Baru-baru ini, gelombang keadilan main hakim sendiri telah menyebabkan pembunuhan puluhan tersangka anggota geng, tetapi menimbulkan kekhawatiran akan meningkatnya kekerasan.
Dengan latar belakang itu, ribuan pencari suaka Haiti telah meninggalkan negara Karibia, sementara yang lain yang telah tinggal di negara-negara di Amerika selama bertahun-tahun juga melakukan perjalanan berbahaya ke utara dengan harapan menemukan perlindungan di AS.
Dalam miliknya Laporan Tren Global 2022, Badan Pengungsi Perserikatan Bangsa-Bangsa (UNHCR) mengatakan 42 persen permohonan suaka baru tahun lalu diajukan oleh warga negara di Amerika Latin dan Karibia.
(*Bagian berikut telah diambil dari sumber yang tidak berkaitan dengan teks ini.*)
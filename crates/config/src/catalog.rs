// Unit prices for the investment table

use serde::{Deserialize, Serialize};

use formulia_engine::same_label;

use crate::error::ConfigError;

#[derive(Debug, Clone, PartialEq, Serialize, Deserialize)]
#[serde(deny_unknown_fields)]
pub struct TopicPrice {
    pub name: String,
    /// Cost of delivering the topic to one training group.
    pub unit_cost: f64,
}

pub fn default_catalog() -> Vec<TopicPrice> {
    [
        ("Conciencia fonológica", 1_850_000.0),
        ("Lectura en voz alta", 1_600_000.0),
        ("Escritura inicial", 1_750_000.0),
        ("Comprensión lectora", 1_900_000.0),
        ("Fluidez lectora", 1_600_000.0),
        ("Evaluación formativa", 1_450_000.0),
        ("Gestión de aula", 1_300_000.0),
        ("Acompañamiento in situ", 2_200_000.0),
    ]
    .into_iter()
    .map(|(name, unit_cost)| TopicPrice {
        name: name.to_string(),
        unit_cost,
    })
    .collect()
}

pub fn validate_catalog(catalog: &[TopicPrice]) -> Result<(), ConfigError> {
    for (i, entry) in catalog.iter().enumerate() {
        if entry.name.trim().is_empty() {
            return Err(ConfigError::Validation(format!("catalog[{i}]: empty topic name")));
        }
        if !entry.unit_cost.is_finite() || entry.unit_cost < 0.0 {
            return Err(ConfigError::Validation(format!(
                "catalog '{}': unit_cost must be a non-negative number",
                entry.name
            )));
        }
        if catalog[..i].iter().any(|e| same_label(&e.name, &entry.name)) {
            return Err(ConfigError::Validation(format!("catalog '{}' listed twice", entry.name)));
        }
    }
    Ok(())
}

/// Price of a topic, matched case-insensitively.
pub fn price_of<'a>(catalog: &'a [TopicPrice], topic: &str) -> Option<&'a TopicPrice> {
    catalog.iter().find(|e| same_label(&e.name, topic))
}

#[cfg(test)]
mod tests {
    use super::*;

    #[test]
    fn default_catalog_valid() {
        validate_catalog(&default_catalog()).unwrap();
    }

    #[test]
    fn lookup_is_case_insensitive() {
        let catalog = default_catalog();
        assert_eq!(price_of(&catalog, "gestión de aula").map(|p| p.unit_cost), Some(1_300_000.0));
        assert_eq!(price_of(&catalog, "GESTIÓN DE AULA").map(|p| p.unit_cost), Some(1_300_000.0));
        assert!(price_of(&catalog, "Robótica").is_none());
    }

    #[test]
    fn reject_negative_and_duplicates() {
        let mut catalog = default_catalog();
        catalog[0].unit_cost = -1.0;
        assert!(validate_catalog(&catalog).is_err());

        let mut catalog = default_catalog();
        catalog.push(TopicPrice { name: "FLUIDEZ LECTORA".into(), unit_cost: 1.0 });
        assert!(validate_catalog(&catalog).unwrap_err().to_string().contains("twice"));
    }
}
Aplikasi Haiti meningkat 10 persen menjadi 73.500 dibandingkan dengan angka tahun 2021.
Tetapi warga Haiti telah menghadapi serangkaian tantangan dalam beberapa bulan terakhir, termasuk deportasi dari Republik Dominika dan pembatasan yang lebih ketat di perbatasan AS-Meksiko, karena Presiden AS Joe Biden berusaha untuk menghalangi para pencari suaka.
Sebuah kebijakan AS yang memaksa para migran dan pengungsi di perbatasan untuk mencari janji imigrasi melalui aplikasi seluler yang disebut CBP One, misalnya, menempatkan warga Haiti pada risiko yang lebih besar karena mereka menghadapi diskriminasi dan kekerasan di kota-kota perbatasan Meksiko yang berbahaya, kata Amnesty International, Selasa. .
“Mereka juga mengalami masalah saat menggunakan teknologi pengenalan wajah aplikasi CBP One, yang berjuang untuk mengenali wajah hitam dan menimbulkan masalah privasi, diskriminasi, dan pengawasan yang serius,” kata kelompok itu.
Guevara-Rosas meminta negara-negara untuk memenuhi kewajiban mereka di bawah hukum hak asasi manusia internasional, termasuk menilai secara adil klaim pencari suaka Haiti untuk perlindungan dan menahan diri untuk tidak mengembalikan mereka ke Haiti.
UNHCR juga didorong penghentian pemulangan paksa ke negara “sangat rapuh” itu pada November, dengan mengatakan insiden semacam itu dapat merupakan pelanggaran hukum internasional.
“Alih-alih semakin membahayakan mereka, negara harus melindungi dan menjunjung tinggi martabat dan hak para migran dan pencari suaka Haiti,” kata Guevara-Rosas pada Selasa.
“Solidaritas regional dan reformasi kebijakan migrasi dengan perspektif anti-rasis sangat penting untuk mengatasi bahaya serius dan ketidakadilan yang mereka hadapi.”